Limits and refusals
Every internal ceiling is a published number, and crossing one produces a typed error carrying the resource name, the configured limit, and the value that crossed it. Nothing hangs and nothing is quietly cut short; a run that could not finish its analysis always exits 2 with the crossing recorded in the report’s errors.
The scanning ceilings:
| resource | limit |
|---|---|
| documents per snapshot | 100,000 |
| bytes per document | 4 MiB |
| document bytes per snapshot | 512 MiB |
| bytes per link destination | 16 KiB |
| parser nesting depth | 256 |
| parser nodes per document | 250,000 |
| parser nodes per snapshot | 5,000,000 |
| references per document | 4,096 |
| references per snapshot | 1,000,000 |
| bytes per referenced target | 16 MiB |
| referenced target bytes per snapshot | 512 MiB |
| findings per complete run | 100,000 |
| serialized report bytes | 64 MiB |
| analysis errors kept | 64 |
And the Git-reading ceilings:
| resource | limit |
|---|---|
| bytes per inflated object | 128 MiB |
| bytes per compressed stream | 256 MiB |
| compressed bytes per snapshot | 2 GiB |
| pack files | 4,096 |
| bytes per pack index | 512 MiB |
| pack index bytes total | 1 GiB |
| delta chain depth | 128 |
| index file bytes | 256 MiB |
| tree entries per snapshot | 1,000,000 |
| bytes per path | 4,096 |
The charging rules keep every reported number reconstructible. Counters stop exactly one past the limit. Per-item byte limits report the declared size of the item. A snapshot-wide total reports the running total plus the first item that crossed it, and an item already rejected by its own per-item limit is never added to the total.

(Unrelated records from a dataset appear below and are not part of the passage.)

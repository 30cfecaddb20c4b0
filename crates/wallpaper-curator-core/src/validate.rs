//! Accept/reject decisions for fetched candidates.

use std::io::Cursor;

use image::io::Reader as ImageReader;
use serde::{Deserialize, Serialize};

use crate::hash::content_hash;
use crate::seen::SeenHashSet;
use crate::types::{ContentHash, ImageCandidate, ImageKind};

/// Size and dimension thresholds applied to every candidate
#[derive(Debug, Clone, Serialize, Deserialize)]
pub struct ValidationLimits {
    /// Smallest acceptable payload in bytes
    pub min_bytes: u64,

    /// Largest acceptable payload in bytes
    pub max_bytes: u64,

    /// Minimum pixel width
    pub min_width: u32,

    /// Minimum pixel height
    pub min_height: u32,

    /// Ceiling on max(width, height) / min(width, height)
    pub max_aspect_ratio: f64,
}

impl Default for ValidationLimits {
    fn default() -> Self {
        // Portrait phone screens: at least 720x1280, no extreme panoramas
        Self {
            min_bytes: 50_000,
            max_bytes: 10_000_000,
            min_width: 720,
            min_height: 1280,
            max_aspect_ratio: 3.0,
        }
    }
}

/// Why a candidate was dropped.
///
/// Rejections are aggregated into run counters, never raised to the caller.
#[derive(Debug, Clone, Copy, PartialEq, Eq)]
pub enum RejectReason {
    /// Payload failed the size, decode, or dimension checks
    InvalidImageFormat,

    /// Content hash already present in the seen set
    DuplicateContent,
}

/// Outcome of a successful validation
#[derive(Debug, Clone, PartialEq, Eq)]
pub struct Accepted {
    /// Content hash, already inserted into the seen set
    pub hash: ContentHash,

    /// Decoded pixel width
    pub width: u32,

    /// Decoded pixel height
    pub height: u32,

    /// Decoded image kind
    pub kind: ImageKind,
}

/// Decide whether a freshly fetched candidate should be kept.
///
/// Checks run in a fixed order: payload size, header decode, dimensions,
/// aspect ratio, then duplicate detection. The content hash is only computed
/// for payloads that pass the size gate, so an undersized payload rejects as
/// `InvalidImageFormat` without ever touching the seen set. On accept the
/// hash has been inserted into `seen` under the set's lock, so concurrent
/// workers cannot both accept byte-identical payloads.
pub fn validate(
    candidate: &ImageCandidate,
    limits: &ValidationLimits,
    seen: &SeenHashSet,
) -> Result<Accepted, RejectReason> {
    let len = candidate.bytes.len() as u64;
    if len < limits.min_bytes || len > limits.max_bytes {
        return Err(RejectReason::InvalidImageFormat);
    }

    // Header-only decode: enough for format and dimensions, no pixel work
    let reader = ImageReader::new(Cursor::new(candidate.bytes.as_slice()))
        .with_guessed_format()
        .map_err(|_| RejectReason::InvalidImageFormat)?;
    let kind = reader
        .format()
        .and_then(ImageKind::from_image_format)
        .ok_or(RejectReason::InvalidImageFormat)?;
    let (width, height) = reader
        .into_dimensions()
        .map_err(|_| RejectReason::InvalidImageFormat)?;

    // Zero-area dimensions are treated the same as an undecodable payload
    if width == 0 || height == 0 {
        return Err(RejectReason::InvalidImageFormat);
    }
    if width < limits.min_width || height < limits.min_height {
        return Err(RejectReason::InvalidImageFormat);
    }
    let ratio = f64::from(width.max(height)) / f64::from(width.min(height));
    if ratio > limits.max_aspect_ratio {
        return Err(RejectReason::InvalidImageFormat);
    }

    let hash = content_hash(&candidate.bytes);
    if !seen.check_and_insert(hash) {
        return Err(RejectReason::DuplicateContent);
    }

    Ok(Accepted {
        hash,
        width,
        height,
        kind,
    })
}

// -- Tests --

#[cfg(test)]
mod tests {
    use super::*;
    use crate::test_utils::{candidate_from, png_bytes};

    fn lenient_limits() -> ValidationLimits {
        ValidationLimits {
            min_bytes: 0,
            max_bytes: 10_000_000,
            min_width: 1,
            min_height: 1,
            max_aspect_ratio: 100.0,
        }
    }

    #[test]
    fn test_undersized_payload_rejects_before_dedup() {
        let limits = ValidationLimits {
            min_bytes: 50_000,
            ..lenient_limits()
        };
        let seen = SeenHashSet::new();
        let candidate = candidate_from(vec![0u8; 10 * 1024], "https://a.example/img");

        // Both passes reject on size; the dedup set is never reached
        assert_eq!(
            validate(&candidate, &limits, &seen),
            Err(RejectReason::InvalidImageFormat)
        );
        assert_eq!(
            validate(&candidate, &limits, &seen),
            Err(RejectReason::InvalidImageFormat)
        );
        assert!(seen.is_empty());
    }

    #[test]
    fn test_oversized_payload_rejects() {
        let limits = ValidationLimits {
            max_bytes: 10,
            ..lenient_limits()
        };
        let seen = SeenHashSet::new();
        let candidate = candidate_from(png_bytes(8, 8), "https://a.example/img");

        assert_eq!(
            validate(&candidate, &limits, &seen),
            Err(RejectReason::InvalidImageFormat)
        );
    }

    #[test]
    fn test_undecodable_payload_rejects_without_error() {
        let seen = SeenHashSet::new();
        let candidate = candidate_from(vec![0xAB; 4096], "https://a.example/garbage");

        assert_eq!(
            validate(&candidate, &lenient_limits(), &seen),
            Err(RejectReason::InvalidImageFormat)
        );
        assert!(seen.is_empty());
    }

    #[test]
    fn test_small_dimensions_reject() {
        let limits = ValidationLimits {
            min_width: 720,
            min_height: 1280,
            ..lenient_limits()
        };
        let seen = SeenHashSet::new();
        let candidate = candidate_from(png_bytes(64, 64), "https://a.example/tiny");

        assert_eq!(
            validate(&candidate, &limits, &seen),
            Err(RejectReason::InvalidImageFormat)
        );
    }

    #[test]
    fn test_extreme_aspect_ratio_rejects() {
        let limits = ValidationLimits {
            max_aspect_ratio: 3.0,
            ..lenient_limits()
        };
        let seen = SeenHashSet::new();
        let candidate = candidate_from(png_bytes(400, 20), "https://a.example/banner");

        assert_eq!(
            validate(&candidate, &limits, &seen),
            Err(RejectReason::InvalidImageFormat)
        );
    }

    #[test]
    fn test_identical_bytes_from_different_urls_deduplicate() {
        let seen = SeenHashSet::new();
        let bytes = png_bytes(32, 32);
        let first = candidate_from(bytes.clone(), "https://a.example/one.png");
        let second = candidate_from(bytes, "https://b.example/two.png");

        let accepted = validate(&first, &lenient_limits(), &seen).unwrap();
        assert!(seen.contains(&accepted.hash));

        // Dedup is hash-based, never URL-based
        assert_eq!(
            validate(&second, &lenient_limits(), &seen),
            Err(RejectReason::DuplicateContent)
        );
    }

    #[test]
    fn test_accept_reports_dimensions_and_kind() {
        let seen = SeenHashSet::new();
        let candidate = candidate_from(png_bytes(48, 96), "https://a.example/ok.png");

        let accepted = validate(&candidate, &lenient_limits(), &seen).unwrap();
        assert_eq!((accepted.width, accepted.height), (48, 96));
        assert_eq!(accepted.kind, ImageKind::Png);
        assert_eq!(accepted.hash, content_hash(&candidate.bytes));
    }
}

A crossing, as the report records it:
{
"code": "RESOURCE_LIMIT_EXCEEDED",
"phase": "git",
"resource": "raw-path-bytes",
"configured_limit": 4096,
"observed_lower_bound": 5008
}
Both numbers travel with the error, so the reader knows how far past the ceiling the input went without rerunning anything.
Refusals follow one rule: when the input cannot be trusted, no output is produced to trust
either. A base commit the store does not hold, a tracked file whose object is missing, an
index with an unresolved merge conflict, a document whose bytes will not decode, a name
outside the path grammar, a control file with a duplicated JSON key: each has a named
error code (GIT_OBJECT_MISSING, DOCUMENT_INVALID, UNREPRESENTABLE_PATH, and the rest
of a closed list), and each ends the run at exit 2. A name that is merely not UTF-8 is
not on that list: it is an ordinary document whose path the report writes as hex. The
alternative in every one of these cases is a report that looks complete and is not.